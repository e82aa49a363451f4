use std::sync::atomic::{AtomicU8, Ordering};
use std::sync::Arc;
use std::time::Duration;

use tokio::task::JoinHandle;
use tokio::time::Instant;

use super::{Callback, TimerScheduler};

const PENDING: u8 = 0;
const FIRED: u8 = 1;
const CANCELLED: u8 = 2;

/// Lifecycle of a single timer
#[derive(Debug, Clone, Copy, PartialEq, Eq)]
pub enum TimerState {
    Pending,
    Fired,
    Cancelled,
}

/// Handle to a scheduled callback
///
/// Dropping the handle does not cancel the timer.
pub struct TimerHandle {
    scheduler: TimerScheduler,
    callback: Callback,
    state: Arc<AtomicU8>,
    fire_at: Instant,
    task: JoinHandle<()>,
}

impl TimerHandle {
    pub(super) fn arm(scheduler: TimerScheduler, fire_at: Instant, callback: Callback) -> Self {
        let state = Arc::new(AtomicU8::new(PENDING));
        let task = spawn(&scheduler, fire_at, callback.clone(), state.clone());
        Self {
            scheduler,
            callback,
            state,
            fire_at,
            task,
        }
    }

    /// Stop the timer if it has not fired yet
    ///
    /// Returns true when this call prevented the callback from running.
    pub fn cancel(&self) -> bool {
        let prevented = self
            .state
            .compare_exchange(PENDING, CANCELLED, Ordering::SeqCst, Ordering::SeqCst)
            .is_ok();
        if prevented {
            self.task.abort();
        }
        prevented
    }

    /// Cancel the pending sleep and arm the same callback `delay` from now
    ///
    /// Returns false (and changes nothing) once the timer fired or was
    /// cancelled.
    pub fn reschedule(&mut self, delay: Duration) -> bool {
        if self.state() != TimerState::Pending {
            return false;
        }
        self.task.abort();
        self.fire_at = Instant::now() + delay;
        // The new task shares the state word, so if the old one slipped
        // through before the abort the new one cannot fire again.
        self.task = spawn(
            &self.scheduler,
            self.fire_at,
            self.callback.clone(),
            self.state.clone(),
        );
        true
    }

    pub fn state(&self) -> TimerState {
        match self.state.load(Ordering::SeqCst) {
            PENDING => TimerState::Pending,
            FIRED => TimerState::Fired,
            _ => TimerState::Cancelled,
        }
    }

    pub fn has_fired(&self) -> bool {
        self.state() == TimerState::Fired
    }

    pub fn is_pending(&self) -> bool {
        self.state() == TimerState::Pending
    }

    pub fn is_cancelled(&self) -> bool {
        self.state() == TimerState::Cancelled
    }

    /// When the callback is (or was) due
    pub fn fire_at(&self) -> Instant {
        self.fire_at
    }

    /// Time left before firing, zero once due
    pub fn remaining(&self) -> Duration {
        self.fire_at.saturating_duration_since(Instant::now())
    }
}

impl std::fmt::Debug for TimerHandle {
    fn fmt(&self, f: &mut std::fmt::Formatter<'_>) -> std::fmt::Result {
        f.debug_struct("TimerHandle")
            .field("state", &self.state())
            .field("fire_at", &self.fire_at)
            .finish()
    }
}

fn spawn(
    scheduler: &TimerScheduler,
    fire_at: Instant,
    callback: Callback,
    state: Arc<AtomicU8>,
) -> JoinHandle<()> {
    scheduler.runtime().spawn(async move {
        tokio::time::sleep_until(fire_at).await;
        if state
            .compare_exchange(PENDING, FIRED, Ordering::SeqCst, Ordering::SeqCst)
            .is_ok()
        {
            callback();
        }
    })
}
──────────────────────────────
Task: Everything from the line containing "use tokio::time::Instant;" through the line containing "self.fire_at = Instant::now()" in the material above should be retyped exactly, both ends included, and nothing more.

Task answer:
use tokio::time::Instant;

use super::{Callback, TimerScheduler};

const PENDING: u8 = 0;
const FIRED: u8 = 1;
const CANCELLED: u8 = 2;

/// Lifecycle of a single timer
#[derive(Debug, Clone, Copy, PartialEq, Eq)]
pub enum TimerState {
    Pending,
    Fired,
    Cancelled,
}

/// Handle to a scheduled callback
///
/// Dropping the handle does not cancel the timer.
pub struct TimerHandle {
    scheduler: TimerScheduler,
    callback: Callback,
    state: Arc<AtomicU8>,
    fire_at: Instant,
    task: JoinHandle<()>,
}

impl TimerHandle {
    pub(super) fn arm(scheduler: TimerScheduler, fire_at: Instant, callback: Callback) -> Self {
        let state = Arc::new(AtomicU8::new(PENDING));
        let task = spawn(&scheduler, fire_at, callback.clone(), state.clone());
        Self {
            scheduler,
            callback,
            state,
            fire_at,
            task,
        }
    }

    /// Stop the timer if it has not fired yet
    ///
    /// Returns true when this call prevented the callback from running.
    pub fn cancel(&self) -> bool {
        let prevented = self
            .state
            .compare_exchange(PENDING, CANCELLED, Ordering::SeqCst, Ordering::SeqCst)
            .is_ok();
        if prevented {
            self.task.abort();
        }
        prevented
    }

    /// Cancel the pending sleep and arm the same callback `delay` from now
    ///
    /// Returns false (and changes nothing) once the timer fired or was
    /// cancelled.
    pub fn reschedule(&mut self, delay: Duration) -> bool {
        if self.state() != TimerState::Pending {
            return false;
        }
        self.task.abort();
        self.fire_at = Instant::now() + delay;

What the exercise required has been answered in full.